» **Brief**
Write down the whole listing below again without changing a word.
┄┄┄┄┄┄┄┄┄┄
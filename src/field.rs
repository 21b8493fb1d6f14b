//! Field functions: the per-cell value computed from a position and the scene.
//!
//! Every field has two renditions that must agree bit for bit: `evaluate` for
//! the CPU dispatcher and `wgsl` for the GPU kernel. The WGSL source defines
//!
//! ```wgsl
//! fn field(pos: vec2<f32>, scene: Scene) -> f32
//! ```
//!
//! and is linked after the kernel in `shaders/field.wgsl`, so it may use the
//! `Scene` struct declared there.

use std::borrow::Cow;

use crate::SceneParameters;

pub trait FieldFunction: Send + Sync {
    fn evaluate(&self, pos: [f32; 2], params: &SceneParameters) -> f32;

    fn wgsl(&self) -> Cow<'static, str>;
}

/// A field with the same value everywhere, independent of position and scene.
#[derive(Debug, Clone, Copy, PartialEq)]
pub struct ConstantField(pub f32);

impl Default for ConstantField {
    fn default() -> Self {
        Self(0.5)
    }
}

impl FieldFunction for ConstantField {
    fn evaluate(&self, _pos: [f32; 2], _params: &SceneParameters) -> f32 {
        self.0
    }

    // Emitted as raw bits so NaN, infinities and every mantissa survive.
    fn wgsl(&self) -> Cow<'static, str> {
        Cow::Owned(format!(
            "fn field(pos: vec2<f32>, scene: Scene) -> f32 {{\n    return bitcast<f32>({:#010x}u);\n}}\n",
            self.0.to_bits()
        ))
    }
}

/// A field given as WGSL source plus its CPU counterpart.
pub struct WgslField<F> {
    source: Cow<'static, str>,
    cpu: F,
}

impl<F> WgslField<F>
where
    F: Fn([f32; 2], &SceneParameters) -> f32 + Send + Sync,
{
    pub fn new(source: impl Into<Cow<'static, str>>, cpu: F) -> Self {
        Self {
            source: source.into(),
            cpu,
        }
    }
}

impl<F> FieldFunction for WgslField<F>
where
    F: Fn([f32; 2], &SceneParameters) -> f32 + Send + Sync,
{
    fn evaluate(&self, pos: [f32; 2], params: &SceneParameters) -> f32 {
        (self.cpu)(pos, params)
    }

    fn wgsl(&self) -> Cow<'static, str> {
        self.source.clone()
    }
}

impl<T: FieldFunction + ?Sized> FieldFunction for &T {
    fn evaluate(&self, pos: [f32; 2], params: &SceneParameters) -> f32 {
        (**self).evaluate(pos, params)
    }

    fn wgsl(&self) -> Cow<'static, str> {
        (**self).wgsl()
    }
}

#[cfg(test)]
mod tests {
    use super::*;

    #[test]
    fn default_field_is_one_half() {
        let params = SceneParameters::new(4, 4).with_time(12.0).with_count(3);
        let field = ConstantField::default();
        assert_eq!(field.evaluate([0.0, 0.0], &params), 0.5);
        assert_eq!(field.evaluate([3.0, 2.0], &params.with_freq(-1.0)), 0.5);
    }

    #[test]
    fn constant_wgsl_carries_exact_bits() {
        let source = ConstantField::default().wgsl();
        assert!(source.contains("fn field(pos: vec2<f32>, scene: Scene) -> f32"));
        assert!(source.contains("bitcast<f32>(0x3f000000u)"));
    }

    #[test]
    fn wgsl_field_uses_its_closure() {
        let field = WgslField::new(
            "fn field(pos: vec2<f32>, scene: Scene) -> f32 { return pos.x; }",
            |pos: [f32; 2], _: &SceneParameters| pos[0],
        );
        assert_eq!(field.evaluate([7.0, 1.0], &SceneParameters::new(8, 8)), 7.0);
        assert!(field.wgsl().contains("return pos.x"));
    }
}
┄┄┄┄┄┄┄┄┄┄
» **Your response**
filename src/field.rs
repository 21b8493fb1d6f14b
//! Field functions: the per-cell value computed from a position and the scene.
//!
//! Every field has two renditions that must agree bit for bit: `evaluate` for
//! the CPU dispatcher and `wgsl` for the GPU kernel. The WGSL source defines
//!
//! ```wgsl
//! fn field(pos: vec2<f32>, scene: Scene) -> f32
//! ```
//!
//! and is linked after the kernel in `shaders/field.wgsl`, so it may use the
//! `Scene` struct declared there.

use std::borrow::Cow;

use crate::SceneParameters;

pub trait FieldFunction: Send + Sync {
    fn evaluate(&self, pos: [f32; 2], params: &SceneParameters) -> f32;

    fn wgsl(&self) -> Cow<'static, str>;
}

/// A field with the same value everywhere, independent of position and scene.
#[derive(Debug, Clone, Copy, PartialEq)]
pub struct ConstantField(pub f32);

impl Default for ConstantField {
    fn default() -> Self {
        Self(0.5)
    }
}

impl FieldFunction for ConstantField {
    fn evaluate(&self, _pos: [f32; 2], _params: &SceneParameters) -> f32 {
        self.0
    }

    // Emitted as raw bits so NaN, infinities and every mantissa survive.
    fn wgsl(&self) -> Cow<'static, str> {
        Cow::Owned(format!(
            "fn field(pos: vec2<f32>, scene: Scene) -> f32 {{\n    return bitcast<f32>({:#010x}u);\n}}\n",
            self.0.to_bits()
        ))
    }
}

/// A field given as WGSL source plus its CPU counterpart.
pub struct WgslField<F> {
    source: Cow<'static, str>,
    cpu: F,
}

impl<F> WgslField<F>
where
    F: Fn([f32; 2], &SceneParameters) -> f32 + Send + Sync,
{
    pub fn new(source: impl Into<Cow<'static, str>>, cpu: F) -> Self {
        Self {
            source: source.into(),
            cpu,
        }
    }
}

impl<F> FieldFunction for WgslField<F>
where
    F: Fn([f32; 2], &SceneParameters) -> f32 + Send + Sync,
{
    fn evaluate(&self, pos: [f32; 2], params: &SceneParameters) -> f32 {
        (self.cpu)(pos, params)
    }

    fn wgsl(&self) -> Cow<'static, str> {
        self.source.clone()
    }
}

impl<T: FieldFunction + ?Sized> FieldFunction for &T {
    fn evaluate(&self, pos: [f32; 2], params: &SceneParameters) -> f32 {
        (**self).evaluate(pos, params)
    }

    fn wgsl(&self) -> Cow<'static, str> {
        (**self).wgsl()
    }
}

#[cfg(test)]
mod tests {
    use super::*;

    #[test]
    fn default_field_is_one_half() {
        let params = SceneParameters::new(4, 4).with_time(12.0).with_count(3);
        let field = ConstantField::default();
        assert_eq!(field.evaluate([0.0, 0.0], &params), 0.5);
        assert_eq!(field.evaluate([3.0, 2.0], &params.with_freq(-1.0)), 0.5);
    }

    #[test]
    fn constant_wgsl_carries_exact_bits() {
        let source = ConstantField::default().wgsl();
        assert!(source.contains("fn field(pos: vec2<f32>, scene: Scene) -> f32"));
        assert!(source.contains("bitcast<f32>(0x3f000000u)"));
    }

    #[test]
    fn wgsl_field_uses_its_closure() {
        let field = WgslField::new(
            "fn field(pos: vec2<f32>, scene: Scene) -> f32 { return pos.x; }",
            |pos: [f32; 2], _: &SceneParameters| pos[0],
        );
        assert_eq!(field.evaluate([7.0, 1.0], &SceneParameters::new(8, 8)), 7.0);
        assert!(field.wgsl().contains("return pos.x"));
    }
}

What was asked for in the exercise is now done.